= Don't Rest Your Head =

Tabletop horror role-playing game

Don't Rest Your Head is a role-playing game published by Evil Hat Productions in 2006.

==Description==
Don't Rest Your Head is an indie role-playing game where characters who cannot sleep draw upon that insomnia for power.

==Publication history==
While working on Fate and Spirit of the Century, as a side-project Fred Hicks worked on indie role-playing game Don't Rest Your Head (2006), which instead wound up being the first published game from Evil Hat Productions. Don't Rest Your Head was critically acclaimed and did not take long to sell through the initial print on demand print run ordered by Evil Hat.

==Reception and legacy==
Don't Rest Your Head was a runner-up for Indie Game of the Year at the 2006 Indie RPG Awards, losing to Spirit of the Century.

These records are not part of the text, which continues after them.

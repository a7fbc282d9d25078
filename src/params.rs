//! Per-chain migration parameters.

use alloy_primitives::{address, Address, U256};

/// OP mainnet.
pub const OP_MAINNET_CHAIN_ID: u64 = 10;
/// OP goerli testnet.
pub const OP_GOERLI_CHAIN_ID: u64 = 420;
/// Local devnet.
pub const DEVNET_CHAIN_ID: u64 = 901;

/// Chain-specific knobs for the migration.
#[derive(Debug, Clone, Copy, PartialEq, Eq)]
pub struct ChainParams {
    /// The L2 chain id these parameters apply to.
    pub chain_id: u64,
    /// Amount by which the legacy totalSupply is allowed to exceed the sum
    /// of migrated balances. Zero for every known chain; a non-zero value
    /// only enters through the CLI override.
    pub expected_supply_delta: U256,
    /// The chain's L1 cross-domain messenger, if it has a canonical one.
    /// Migrated withdrawals target this address unless overridden.
    pub l1_cross_domain_messenger: Option<Address>,
}

const CHAIN_PARAMS: &[ChainParams] = &[
    ChainParams {
        chain_id: OP_MAINNET_CHAIN_ID,
        expected_supply_delta: U256::ZERO,
        l1_cross_domain_messenger: Some(address!("25ace71c97B33Cc4729CF772ae268934F7ab5fA1")),
    },
    ChainParams {
        chain_id: OP_GOERLI_CHAIN_ID,
        expected_supply_delta: U256::ZERO,
        l1_cross_domain_messenger: Some(address!("5086d1eEF304eb5284A0f6720f79403b4e9bE294")),
    },
    ChainParams {
        chain_id: DEVNET_CHAIN_ID,
        expected_supply_delta: U256::ZERO,
        // Devnets deploy a fresh messenger; the address must be passed in.
        l1_cross_domain_messenger: None,
    },
];

/// Look up the parameters for a chain id.
pub fn params_for_chain(chain_id: u64) -> Option<&'static ChainParams> {
    CHAIN_PARAMS.iter().find(|p| p.chain_id == chain_id)
}

#[cfg(test)]
mod tests {
    use super::*;

    #[test]
    fn test_known_chains_resolve() {
        for id in [OP_MAINNET_CHAIN_ID, OP_GOERLI_CHAIN_ID, DEVNET_CHAIN_ID] {
            let params = params_for_chain(id).unwrap();
            assert_eq!(params.chain_id, id);
            assert_eq!(params.expected_supply_delta, U256::ZERO);
        }
    }

    #[test]
    fn test_mainnet_has_canonical_messenger() {
        let params = params_for_chain(OP_MAINNET_CHAIN_ID).unwrap();
        assert!(params.l1_cross_domain_messenger.is_some());
    }

    #[test]
    fn test_devnet_requires_explicit_messenger() {
        let params = params_for_chain(DEVNET_CHAIN_ID).unwrap();
        assert!(params.l1_cross_domain_messenger.is_none());
    }

    #[test]
    fn test_unknown_chain_is_none() {
        assert!(params_for_chain(1).is_none());
    }
}
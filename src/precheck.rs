//! Pre-flight validation: proves the witness data and the legacy state
//! explain each other before anything is mutated.
//!
//! Three checks run in order:
//!   1. every live slot in the legacy ERC-20 contract is derivable from a
//!      witness entry (or is a known scalar slot),
//!   2. every witnessed balance holder has a live slot in state,
//!   3. every set flag in the legacy message passer corresponds to a
//!      witnessed withdrawal.
//!
//! On success the witnessed withdrawals are returned, filtered down to the
//! ones actually sent through the cross-domain messenger.

use crate::alloc::GenesisAlloc;
use crate::constants::{
    ABI_TRUE, L2_CROSS_DOMAIN_MESSENGER_ADDRESS, LEGACY_ERC20_ETH_ADDRESS,
    LEGACY_MESSAGE_PASSER_ADDRESS, SEQUENCER_ENTRYPOINT_ADDRESS,
};
use crate::crossdomain::LegacyWithdrawal;
use crate::errors::MigrationError;
use crate::slots::{allowance_slot, balance_slot, is_ignored_slot};
use crate::witness::WitnessStore;
use alloy_primitives::{Address, B256};
use std::collections::{HashMap, HashSet};
use tracing::{debug, warn};

/// What a witnessed storage slot of the legacy ERC-20 contract holds.
#[derive(Debug, Clone, Copy, PartialEq, Eq)]
pub enum SlotKind {
    /// `balances[holder]`.
    Balance(Address),
    /// `allowances[owner][spender]`.
    Allowance {
        owner: Address,
        spender: Address,
    },
}

/// Derive the slot → kind index for every witnessed holder and allowance
/// pair. The sequencer-entrypoint sentinel is always included, whether or
/// not the witness lists it.
pub fn expected_slot_index(witness: &WitnessStore) -> HashMap<B256, SlotKind> {
    let mut index = HashMap::new();
    index.insert(
        balance_slot(SEQUENCER_ENTRYPOINT_ADDRESS),
        SlotKind::Balance(SEQUENCER_ENTRYPOINT_ADDRESS),
    );
    for holder in witness.balance_holders() {
        index.insert(balance_slot(*holder), SlotKind::Balance(*holder));
    }
    for pair in witness.allowances() {
        index.insert(
            allowance_slot(pair.owner, pair.spender),
            SlotKind::Allowance {
                owner: pair.owner,
                spender: pair.spender,
            },
        );
    }
    index
}

/// Validate the witness against the allocation without mutating anything.
///
/// Returns the witnessed withdrawals that were sent through the L2
/// cross-domain messenger, in witness order. With `no_check` the
/// completeness failures degrade to warnings; decode failures and bad
/// inputs still abort.
pub fn pre_check(
    alloc: &GenesisAlloc,
    witness: &WitnessStore,
    no_check: bool,
) -> Result<Vec<LegacyWithdrawal>, MigrationError> {
    let index = expected_slot_index(witness);

    // 1. No live ERC-20 slot may be unexplained.
    for (slot, _) in alloc.storage_iter(&LEGACY_ERC20_ETH_ADDRESS) {
        if is_ignored_slot(slot) {
            continue;
        }
        if !index.contains_key(slot) {
            let err = MigrationError::UnknownStorageSlot { slot: *slot };
            if no_check {
                warn!(%err, "continuing past unexplained slot");
                continue;
            }
            return Err(err);
        }
    }

    // 2. Every witnessed holder must be live in state. The sequencer
    // entrypoint sentinel is exempt: it is added unconditionally and many
    // chains never funded it.
    for holder in witness.balance_holders() {
        if *holder == SEQUENCER_ENTRYPOINT_ADDRESS {
            continue;
        }
        let slot = balance_slot(*holder);
        if alloc
            .storage_value(&LEGACY_ERC20_ETH_ADDRESS, &slot)
            .is_none()
        {
            let err = MigrationError::MissingSlotInWitness {
                address: *holder,
                slot,
            };
            if no_check {
                warn!(%err, "continuing past missing holder slot");
                continue;
            }
            return Err(err);
        }
    }

    // 3. Every set flag in the legacy message passer must be witnessed.
    let withdrawals = witness.legacy_withdrawals()?;
    let witnessed_slots: HashSet<B256> =
        withdrawals.iter().map(LegacyWithdrawal::storage_slot).collect();
    for (slot, value) in alloc.storage_iter(&LEGACY_MESSAGE_PASSER_ADDRESS) {
        if *value != ABI_TRUE {
            continue;
        }
        if !witnessed_slots.contains(slot) {
            let err = MigrationError::MissingWithdrawalWitness { slot: *slot };
            if no_check {
                warn!(%err, "continuing past unwitnessed withdrawal flag");
                continue;
            }
            return Err(err);
        }
    }

    // Only messages passed by the cross-domain messenger are real
    // withdrawals; anything else wrote to the passer directly and cannot be
    // relayed on L1.
    let filtered: Vec<LegacyWithdrawal> = withdrawals
        .into_iter()
        .filter(|wd| {
            if wd.message_sender == L2_CROSS_DOMAIN_MESSENGER_ADDRESS {
                true
            } else {
                debug!(
                    sender = %wd.message_sender,
                    "skipping withdrawal not sent through the messenger",
                );
                false
            }
        })
        .collect();

    Ok(filtered)
}
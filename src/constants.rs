use alloy_primitives::{address, b256, Address, B256};

/// Address of the legacy ERC-20 ETH predeploy. Native ETH balances were held
/// as token balances in this contract before the migration.
pub const LEGACY_ERC20_ETH_ADDRESS: Address =
    address!("DeadDeAddeAddEAddeadDEaDDEAdDeaDDeAD0000");
/// Address of the legacy message passer predeploy (pre-bedrock withdrawals).
pub const LEGACY_MESSAGE_PASSER_ADDRESS: Address =
    address!("4200000000000000000000000000000000000000");
/// Address of the retired sequencer entrypoint. It can hold a legacy ETH
/// balance that no witness file accounts for.
pub const SEQUENCER_ENTRYPOINT_ADDRESS: Address =
    address!("4200000000000000000000000000000000000005");
/// Address of the L2 cross-domain messenger predeploy. Only withdrawals sent
/// through it are migrated.
pub const L2_CROSS_DOMAIN_MESSENGER_ADDRESS: Address =
    address!("4200000000000000000000000000000000000007");
/// Address of the bedrock L2-to-L1 message passer predeploy. Migrated
/// withdrawal flags are installed in its storage.
pub const L2_TO_L1_MESSAGE_PASSER_ADDRESS: Address =
    address!("4200000000000000000000000000000000000016");

/// ABI encoding of boolean `true`, the "sent" marker in message-passer storage.
pub const ABI_TRUE: B256 =
    b256!("0000000000000000000000000000000000000000000000000000000000000001");

/// Flat gas overhead added to every migrated withdrawal.
pub const WITHDRAWAL_GAS_OVERHEAD: u64 = 200_000;
/// Upper bound on a migrated withdrawal's gas limit.
pub const MAX_WITHDRAWAL_GAS_LIMIT: u64 = 25_000_000;
/// Calldata gas per non-zero byte (EIP-2028).
pub const TX_DATA_NON_ZERO_GAS: u64 = 16;
/// Calldata gas per zero byte.
pub const TX_DATA_ZERO_GAS: u64 = 4;
//! In-memory genesis allocation.
//!
//! `GenesisAlloc` is the single mutable structure the engine operates on: a
//! map from address to account record (balance, nonce, code, storage). The
//! orchestrator owns it; the migrators borrow it mutably in sequence.

use crate::constants::LEGACY_ERC20_ETH_ADDRESS;
use crate::slots::{decode_u256, total_supply_slot};
use alloy_genesis::GenesisAccount;
use alloy_primitives::{Address, B256, U256};
use serde::{Deserialize, Serialize};
use std::collections::BTreeMap;

/// Mutable address → account mapping for the genesis template, with helpers
/// for the storage reads and writes the migration performs.
#[derive(Debug, Clone, Default, PartialEq, Eq, Serialize, Deserialize)]
#[serde(transparent)]
pub struct GenesisAlloc {
    accounts: BTreeMap<Address, GenesisAccount>,
}

impl GenesisAlloc {
    pub fn new() -> Self {
        Self::default()
    }

    /// Build an allocation from raw account entries.
    pub fn from_accounts(accounts: BTreeMap<Address, GenesisAccount>) -> Self {
        Self { accounts }
    }

    /// Number of accounts in the allocation.
    pub fn len(&self) -> usize {
        self.accounts.len()
    }

    pub fn is_empty(&self) -> bool {
        self.accounts.is_empty()
    }

    /// Get an account, if present.
    pub fn account(&self, addr: &Address) -> Option<&GenesisAccount> {
        self.accounts.get(addr)
    }

    /// Insert or replace an account wholesale.
    pub fn insert_account(&mut self, addr: Address, account: GenesisAccount) {
        self.accounts.insert(addr, account);
    }

    /// Native balance of an account; zero if the account does not exist.
    pub fn balance(&self, addr: &Address) -> U256 {
        self.accounts.get(addr).map(|a| a.balance).unwrap_or(U256::ZERO)
    }

    /// Read a storage word. Absent accounts and absent slots read as `None`.
    pub fn storage_value(&self, addr: &Address, slot: &B256) -> Option<B256> {
        self.accounts
            .get(addr)?
            .storage
            .as_ref()?
            .get(slot)
            .copied()
    }

    /// Iterate an account's storage; empty iterator if the account or its
    /// storage map is absent.
    pub fn storage_iter(&self, addr: &Address) -> impl Iterator<Item = (&B256, &B256)> {
        self.accounts
            .get(addr)
            .and_then(|a| a.storage.as_ref())
            .into_iter()
            .flatten()
    }

    /// Write a storage word, creating the account and its storage map if
    /// needed.
    pub fn set_storage(&mut self, addr: Address, slot: B256, value: B256) {
        self.accounts
            .entry(addr)
            .or_default()
            .storage
            .get_or_insert_with(BTreeMap::new)
            .insert(slot, value);
    }

    /// Remove a storage slot entirely. No-op if absent.
    pub fn remove_storage(&mut self, addr: &Address, slot: &B256) {
        if let Some(storage) = self.accounts.get_mut(addr).and_then(|a| a.storage.as_mut()) {
            storage.remove(slot);
        }
    }

    /// Move a migrated legacy balance into an account's native balance and
    /// delete the source slot from the legacy ERC-20 contract's storage.
    ///
    /// The caller has already verified the account holds no native balance,
    /// so the add never drops value.
    pub fn set_balance(&mut self, addr: Address, balance: U256, migrated_slot: B256) {
        let account = self.accounts.entry(addr).or_default();
        account.balance = account.balance.saturating_add(balance);
        self.remove_storage(&LEGACY_ERC20_ETH_ADDRESS, &migrated_slot);
    }

    /// Value of the legacy totalSupply slot; zero if unset.
    pub fn total_supply(&self) -> U256 {
        self.storage_value(&LEGACY_ERC20_ETH_ADDRESS, &total_supply_slot())
            .map(decode_u256)
            .unwrap_or(U256::ZERO)
    }

    /// Overwrite the legacy totalSupply slot with the zero word. The slot
    /// stays present so the post-migration state shows an explicit zero.
    pub fn zero_total_supply(&mut self) {
        self.set_storage(LEGACY_ERC20_ETH_ADDRESS, total_supply_slot(), B256::ZERO);
    }
}
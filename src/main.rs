use bedrock_surgery::alloc::GenesisAlloc;
use bedrock_surgery::cli::{Cli, Command, MigrateArgs};
use bedrock_surgery::engine::{self, MigrationConfig};
use bedrock_surgery::witness::WitnessStore;

use clap::Parser;
use eyre::{Context, Result};
use std::fs;
use std::io::Write;
use tracing::info;
use tracing_subscriber::EnvFilter;

fn main() -> Result<()> {
    tracing_subscriber::fmt()
        .with_env_filter(EnvFilter::try_from_default_env().unwrap_or_else(|_| "info".into()))
        .init();

    let cli = Cli::parse();
    match cli.command {
        Command::Check(args) => check(args),
        Command::Migrate(args) => migrate(args),
    }
}

fn check(args: MigrateArgs) -> Result<()> {
    let alloc = load_alloc(&args)?;
    let witness = load_witness(&args)?;
    let config = migration_config(&args);

    let withdrawals = engine::pre_check(&alloc, &witness, &config)?;
    info!(
        accounts = alloc.len(),
        holders = witness.balance_holders().len(),
        withdrawals = withdrawals.len(),
        "witness check passed",
    );
    Ok(())
}

fn migrate(args: MigrateArgs) -> Result<()> {
    let mut alloc = load_alloc(&args)?;
    let witness = load_witness(&args)?;
    let config = migration_config(&args);

    engine::migrate(&mut alloc, &witness, &config)?;

    if config.dry_run {
        return Ok(());
    }

    let json = serde_json::to_string_pretty(&alloc)?;
    match &args.out {
        Some(path) => {
            fs::write(path, json).wrap_err_with(|| format!("writing {}", path.display()))?;
            info!(path = %path.display(), "wrote migrated allocation");
        }
        None => {
            std::io::stdout().write_all(json.as_bytes())?;
        }
    }
    Ok(())
}

fn migration_config(args: &MigrateArgs) -> MigrationConfig {
    MigrationConfig {
        chain_id: args.chain_id,
        l1_cross_domain_messenger: args.l1_cross_domain_messenger,
        dry_run: args.dry_run,
        no_check: args.no_check,
        expected_supply_delta: args.expected_supply_delta,
    }
}

fn load_alloc(args: &MigrateArgs) -> Result<GenesisAlloc> {
    let raw = fs::read_to_string(&args.alloc)
        .wrap_err_with(|| format!("reading {}", args.alloc.display()))?;
    let alloc: GenesisAlloc =
        serde_json::from_str(&raw).wrap_err("parsing genesis allocation")?;
    info!(accounts = alloc.len(), "loaded genesis allocation");
    Ok(alloc)
}

fn load_witness(args: &MigrateArgs) -> Result<WitnessStore> {
    let mut witness = WitnessStore::new();
    if let Some(path) = &args.witness {
        let raw =
            fs::read_to_string(path).wrap_err_with(|| format!("reading {}", path.display()))?;
        witness.read_witness_data(&raw)?;
    }
    if let Some(path) = &args.addresses {
        let raw =
            fs::read_to_string(path).wrap_err_with(|| format!("reading {}", path.display()))?;
        witness.read_addresses_json(&raw)?;
    }
    if let Some(path) = &args.allowances {
        let raw =
            fs::read_to_string(path).wrap_err_with(|| format!("reading {}", path.display()))?;
        witness.read_allowances_json(&raw)?;
    }
    if let Some(path) = &args.messages {
        let raw =
            fs::read_to_string(path).wrap_err_with(|| format!("reading {}", path.display()))?;
        witness.read_messages_json(&raw)?;
    }
    witness.include_sentinels();
    info!(
        holders = witness.balance_holders().len(),
        allowances = witness.allowances().len(),
        "loaded witness data",
    );
    Ok(witness)
}
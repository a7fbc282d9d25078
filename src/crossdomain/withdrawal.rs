use alloy_primitives::{keccak256, Address, Bytes, B256, U256};
use alloy_sol_types::SolValue;

/// A bedrock withdrawal transaction as fingerprinted by the L2-to-L1 message
/// passer. Immutable once built by [`migrate_withdrawal`](super::migrate_withdrawal).
#[derive(Debug, Clone, PartialEq, Eq)]
pub struct Withdrawal {
    /// Versioned message nonce.
    pub nonce: U256,
    /// L2 sender (the cross-domain messenger predeploy for migrated entries).
    pub sender: Address,
    /// L1 target (the L1 cross-domain messenger for migrated entries).
    pub target: Address,
    /// ETH value moved by the withdrawal.
    pub value: U256,
    /// Gas limit for the L1 execution.
    pub gas_limit: U256,
    /// Relay calldata.
    pub data: Bytes,
}

impl Withdrawal {
    /// ABI encoding of `(nonce, sender, target, value, gasLimit, data)`,
    /// the hash pre-image used by both the message passer and the portal.
    pub fn encode(&self) -> Vec<u8> {
        (
            self.nonce,
            self.sender,
            self.target,
            self.value,
            self.gas_limit,
            self.data.clone(),
        )
            .abi_encode_params()
    }

    pub fn hash(&self) -> B256 {
        keccak256(self.encode())
    }

    /// Storage slot of this withdrawal's flag in the new message passer.
    /// `sentMessages` sits at slot 0: `keccak256(hash ‖ leftPad32(0))`.
    pub fn storage_slot(&self) -> B256 {
        let mut preimage = [0u8; 64];
        preimage[..32].copy_from_slice(self.hash().as_slice());
        keccak256(preimage)
    }
}

#[cfg(test)]
mod tests {
    use super::*;
    use alloy_primitives::address;

    fn sample() -> Withdrawal {
        Withdrawal {
            nonce: U256::from(1u64),
            sender: address!("4200000000000000000000000000000000000007"),
            target: address!("00000000000000000000000000000000000000cc"),
            value: U256::ZERO,
            gas_limit: U256::from(200_000u64),
            data: Bytes::from(vec![0x01, 0x02, 0x03]),
        }
    }

    #[test]
    fn test_encode_layout() {
        let encoded = sample().encode();
        // 6 head words plus a 2-word bytes tail.
        assert_eq!(encoded.len(), 6 * 32 + 64);
        // The data offset points past the head.
        assert_eq!(encoded[5 * 32 + 31], 0xc0);
    }

    #[test]
    fn test_hash_changes_with_any_field() {
        let base = sample();
        let mut changed = sample();
        changed.value = U256::from(1u64);
        assert_ne!(base.hash(), changed.hash());

        let mut changed = sample();
        changed.nonce = U256::from(2u64);
        assert_ne!(base.hash(), changed.hash());
    }

    #[test]
    fn test_storage_slot_is_hash_at_mapping_zero() {
        let wd = sample();
        let mut preimage = [0u8; 64];
        preimage[..32].copy_from_slice(wd.hash().as_slice());
        assert_eq!(wd.storage_slot(), keccak256(preimage));
    }
}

Shannon Appelcline commented on the game: "Don't Rest Your Head included some clever dice mechanics and some resources, all bound up in an evocative setting. People who cannot sleep draw upon that insomnia for power. As they take actions, players can choose to use madness and exhaustion dice alongside their discipline dice – but as they do so, they can go around the bend, with either insanity or nightmares catching up. Hope and despair enter the game system as coins, which players and the GM exchange with others to bend the story to their needs. When a GM uses despair he gives hope to the players and vice-versa; thus all participants in the game get to balance their involvement in plot creation."

Jay Little listed Don't Rest Your Head as one of his several influences for his design of the third edition of Warhammer Fantasy Roleplay (2009).

In 2008, the game supplement Don't Lose Your Mind won the Indie RPG Awards for Indie Supplement of the Year. Don't Lose Your Mind won the Silver ENnie for Best Writing, and was also nominated for Product of the Year.